Summer Ingredients with Executive Chef Ryder Zetts

HauteLife recently discussed summer ingredients with Executive Chef Ryder Zetts of Archetype.

The Archetype menu has a lot of influence from the region, tell us about some of your favorite summer ingredients and what you are doing with them?

“Some of my favorite summer ingredients are the ones we have in the valley that you can’t get anywhere else in the US. For example,  a fig that is picked off of a tree locally that would otherwise be too soft to ship can change your life.  The first time I had an Adriatic Fig right off of the tree from a farm in Rutherford, I seriously felt like I was doing something wrong or perverted, it was that exciting.  The figs we incorporate into a buckwheat blini dish and are gently caramelized until warm.

Adriatic Fig

A farmer in Calistoga named Barney Welsh, was the first one selling Padrón peppers in the US and is still selling some of the best around.  These chiles are so versatile: you can grill, roast or sauté them.
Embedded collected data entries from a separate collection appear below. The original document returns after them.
//! DonorOps Back-Office Backend
//!
//! List management for blog articles, resources, partners, team members and
//! projects, stored as JSON collections in SQLite and served over a REST API.

mod api;
mod auth;
mod bulk;
mod config;
mod dashboard;
mod db;
mod errors;
mod export;
mod models;
mod view;

use std::path::PathBuf;
use std::sync::Arc;

use axum::{middleware, routing::get, Router};
use clap::{Parser, Subcommand, ValueEnum};
use tower_http::cors::{Any, CorsLayer};
use tower_http::trace::TraceLayer;
use tracing_subscriber::{layer::SubscriberExt, util::SubscriberInitExt, EnvFilter};

use config::{Config, LogFormat};
use dashboard::DashboardService;
use db::{MemoryStorage, Repository, SqliteStorage, Storage};
use errors::AppError;
use models::{BlogArticle, Distributor, Entity, Project, Resource, Supplier, TeamMember};

/// Application state shared across all handlers.
#[derive(Clone)]
pub struct AppState {
    pub repo: Arc<Repository>,
    pub dashboard: Arc<DashboardService>,
    pub config: Arc<Config>,
}

#[derive(Parser, Debug)]
#[command(name = "donorops-backend", version, about = "DonorOps back-office backend")]
struct Cli {
    #[command(subcommand)]
    command: Option<Command>,
}

#[derive(Subcommand, Debug)]
enum Command {
    /// Run the HTTP server (default)
    Serve,
    /// Write seed data into empty collections, then exit
    Seed,
    /// Export one collection as CSV
    Export {
        collection: Collection,
        /// Output file; stdout when omitted
        #[arg(long)]
        out: Option<PathBuf>,
        /// Comma-separated column list; the collection's default columns when omitted
        #[arg(long, value_delimiter = ',')]
        columns: Vec<String>,
    },
}

#[derive(Debug, Clone, Copy, ValueEnum)]
enum Collection {
    Blog,
    Resources,
    Suppliers,
    Distributors,
    Team,
    Projects,
}

#[tokio::main]
async fn main() -> Result<(), Box<dyn std::error::Error>> {
    let cli = Cli::parse();

    // Load configuration
    let config = Config::from_env()?;

    // Initialize logging
    init_tracing(&config);

    let storage = open_storage(&config).await?;
    let repo = Arc::new(Repository::new(storage));

    match cli.command.unwrap_or(Command::Serve) {
        Command::Serve => serve(config, repo).await?,
        Command::Seed => {
            let report = db::seed::seed_all(&repo).await?;
            tracing::info!(
                "Seeded: {:?}, already present: {:?}",
                report.seeded,
                report.skipped
            );
        }
        Command::Export {
            collection,
            out,
            columns,
        } => {
            let csv = match collection {
                Collection::Blog => export_collection::<BlogArticle>(&repo, &columns).await?,
                Collection::Resources => export_collection::<Resource>(&repo, &columns).await?,
                Collection::Suppliers => export_collection::<Supplier>(&repo, &columns).await?,
                Collection::Distributors => {
                    export_collection::<Distributor>(&repo, &columns).await?
                }
                Collection::Team => export_collection::<TeamMember>(&repo, &columns).await?,
                Collection::Projects => export_collection::<Project>(&repo, &columns).await?,
            };

            match out {
                Some(path) => {
                    export::write_to(&path, &csv).await?;
                    tracing::info!("Wrote {}", path.display());
                }
                None => print!("{}", csv),
            }
        }
    }

    Ok(())
}

fn init_tracing(config: &Config) {
    let env_filter =
        EnvFilter::try_from_default_env().unwrap_or_else(|_| EnvFilter::new(&config.log_level));

    // Logs go to stderr so CSV exports on stdout stay clean
    let registry = tracing_subscriber::registry().with(env_filter);
    match config.log_format {
        LogFormat::Json => registry
            .with(
                tracing_subscriber::fmt::layer()
                    .json()
                    .with_writer(std::io::stderr),
            )
            .init(),
        LogFormat::Text => registry
            .with(tracing_subscriber::fmt::layer().with_writer(std::io::stderr))
            .init(),
    }
}

async fn open_storage(config: &Config) -> Result<Arc<dyn Storage>, AppError> {
    if config.uses_memory_storage() {
        tracing::warn!("Using in-memory storage; data is lost on exit");
        return Ok(Arc::new(
            MemoryStorage::new().with_quota(config.storage_quota_bytes),
        ));
    }

    tracing::info!("Database path: {:?}", config.db_path);
    let pool = db::init_database(&config.db_path).await?;
    Ok(Arc::new(
        SqliteStorage::new(pool).with_quota(config.storage_quota_bytes),
    ))
}

async fn export_collection<E: Entity>(
    repo: &Repository,
    columns: &[String],
) -> Result<String, AppError> {
    let records = repo.store::<E>().list().await?;
    export::export_csv(&records, columns)
}

async fn serve(config: Config, repo: Arc<Repository>) -> Result<(), Box<dyn std::error::Error>> {
    tracing::info!("Starting DonorOps backend");
    tracing::info!("Bind address: {}", config.bind_addr);

    // Warn if PSK is not configured
    if config.api_psk.is_none() {
        tracing::warn!("No API PSK configured (DONOROPS_API_PSK). Authentication is disabled!");
    }

    if config.seed_on_start {
        db::seed::seed_all(&repo).await?;
    }

    let dashboard = DashboardService::new(
        config.dashboard_api_url.clone(),
        config.dashboard_timeout,
    )?;
    if dashboard.is_remote() {
        tracing::info!(
            "Dashboard remote source: {}",
            config.dashboard_api_url.as_deref().unwrap_or_default()
        );
    }

    // Create application state
    let state = AppState {
        repo,
        dashboard: Arc::new(dashboard),
        config: Arc::new(config.clone()),
    };

    // Build router
    let app = create_router(state);

    // Start server
    let listener = tokio::net::TcpListener::bind(&config.bind_addr).await?;
    tracing::info!("Server listening on {}", config.bind_addr);

    axum::serve(listener, app).await?;

    Ok(())
}

/// Create the application router with all routes.
pub fn create_router(state: AppState) -> Router {
    // CORS configuration
    let cors = CorsLayer::new()
        .allow_origin(Any)
        .allow_methods(Any)
        .allow_headers(Any);

    // Clone PSK for the auth layer
    let psk = state.config.api_psk.clone();

    // Admin routes
    let api_routes = Router::new()
        // Datastore
        .route("/datastore", get(api::get_datastore))
        .route("/datastore/revision", get(api::get_revision))
        .route("/dashboard", get(api::get_dashboard))
        // Collections
        .nest("/blog", api::entity_routes::<BlogArticle>())
        .nest("/resources", api::entity_routes::<Resource>())
        .nest("/suppliers", api::entity_routes::<Supplier>())
        .nest("/distributors", api::entity_routes::<Distributor>())
        .nest("/team", api::entity_routes::<TeamMember>())
        .nest("/projects", api::entity_routes::<Project>())
        // Apply PSK auth middleware
        .layer(middleware::from_fn(move |req, next| {
            auth::psk_auth_layer(psk.clone(), req, next)
        }));

    // Website routes (no auth required)
    let public_routes = Router::new()
        .route("/blog", get(api::list_public_articles))
        .route("/blog/{slug}", get(api::get_public_article))
        .route("/resources", get(api::list_public_resources))
        .route("/resources/{id}", get(api::get_public_resource));

    // Health check (no auth required)
    let health_routes = Router::new().route("/health", get(health_check));

    Router::new()
        .nest("/api", api_routes)
        .nest("/public", public_routes)
        .merge(health_routes)
        .layer(cors)
        .layer(TraceLayer::new_for_http())
        .with_state(state)
}

/// Health check endpoint.
async fn health_check() -> &'static str {
    "OK"
}

#[cfg(test)]
mod tests;
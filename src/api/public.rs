//! Public read-only endpoints for the website: published articles and
//! public resources.

use axum::extract::{Path, Query, State};

use super::{error, success, ApiResult};
use crate::errors::AppError;
use crate::models::{
    ArticleStatus, BlogArticle, Entity, Resource, ResourceStatus, Visibility,
};
use crate::view::{view, ListQuery, Page, QueryParams};
use crate::AppState;

fn article_is_public(article: &BlogArticle) -> bool {
    article.status == ArticleStatus::Published && article.meta.is_published()
}

fn resource_is_public(resource: &Resource) -> bool {
    resource.status == ResourceStatus::Published
        && resource.meta.is_published()
        && resource.visibility == Visibility::Public
}

async fn public_page<E: Entity>(
    state: &AppState,
    params: &[(String, String)],
    is_public: fn(&E) -> bool,
) -> ApiResult<Page<E>> {
    let revision_id = state.repo.revision_id().await.unwrap_or(0);

    let query = match ListQuery::parse::<E>(params) {
        Ok(query) => query,
        Err(e) => return error(e, revision_id),
    };

    match state.repo.store::<E>().list().await {
        Ok(records) => {
            let visible = records.into_iter().filter(|r| is_public(r)).collect();
            success(view(visible, &query), revision_id)
        }
        Err(e) => error(e, revision_id),
    }
}

async fn public_record<E: Entity>(
    state: &AppState,
    key: &str,
    is_public: fn(&E) -> bool,
) -> ApiResult<E> {
    let revision_id = state.repo.revision_id().await.unwrap_or(0);

    match state.repo.store::<E>().get(key).await {
        Ok(Some(record)) if is_public(&record) => success(record, revision_id),
        // Drafts are indistinguishable from missing records
        Ok(_) => error(
            AppError::NotFound(format!("{} {} not found", E::KIND, key)),
            revision_id,
        ),
        Err(e) => error(e, revision_id),
    }
}

/// GET /public/blog - Published articles.
pub async fn list_public_articles(
    State(state): State<AppState>,
    Query(params): Query<QueryParams>,
) -> ApiResult<Page<BlogArticle>> {
    public_page(&state, &params, article_is_public).await
}

/// GET /public/blog/{slug}
pub async fn get_public_article(
    State(state): State<AppState>,
    Path(slug): Path<String>,
) -> ApiResult<BlogArticle> {
    public_record(&state, &slug, article_is_public).await
}

/// GET /public/resources - Published resources visible to everyone.
pub async fn list_public_resources(
    State(state): State<AppState>,
    Query(params): Query<QueryParams>,
) -> ApiResult<Page<Resource>> {
    public_page(&state, &params, resource_is_public).await
}

/// GET /public/resources/{id}
pub async fn get_public_resource(
    State(state): State<AppState>,
    Path(id): Path<String>,
) -> ApiResult<Resource> {
    public_record(&state, &id, resource_is_public).await
}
They can be served with a dip, or destemed and used as a component to a dish.

Padrón peppers
Some of the many eggplant varieties are exciting and we harvest some while they are really young when the skin is thin and we can gently pickle them sous-vide.  The larger ones we salt overnight, gently cook covered with olive oil and aromatics, cool and serve by grilling to order.  Usually, the best heirloom tomatoes (which also come from Barney at Forni-Brown Gardens) don’t arrive until early August but it’s worth the wait.  We have a nifty way to serve them for our salads: we peel the tomatoes with a blowtorch. Tomatoes taste better without the peel but the classic boiling water into ice water changes the texture and dilutes the flavor.

Forni-Brown Gardens
Our peaches come from a ranch in Pope Valley, which is just over the eastern ridge where it gets hotter and the fruit becomes sweeter.  Right now we’re serving these peaches with a awesome ham (done the Serrano way but all American) called Surryano (from Surry County, VA).

Surryano
We’re using a bell pepper style chili called gypsy pepper that we’re turning into a vegetarian stew.  These chiles are roasted over fire, peeled, julienned, and cooked until tender with gypsy pepper juice, onions, garlic, white wine and herbs.

Gypsy Peppers
David Little who is over the western hills in Petaluma specializes in dry farming and he’s known for his potatoes.  We make our gnocchi with his dry farmed Carola potatoes (similar to a Yukon) and these potatoes produce light dumplings.  My brother has some land he’s growing up on Spring Mountain in St. Helena and he has some amazing cucumbers that he vertically trellised (which is apparently the only way the Japanese grow them). We’re using those for a chilled soup that’s paired with watermelon, nepitella (which I grow), pickled ginger and korean chili flakes.

Vertical Trellis
As for my favorite things to do in a Napa Valley summer, they center around my house. I wake up before it gets hot, play with my boys (who are one and three years old), mess around in the garden and open some wine by 4pm.”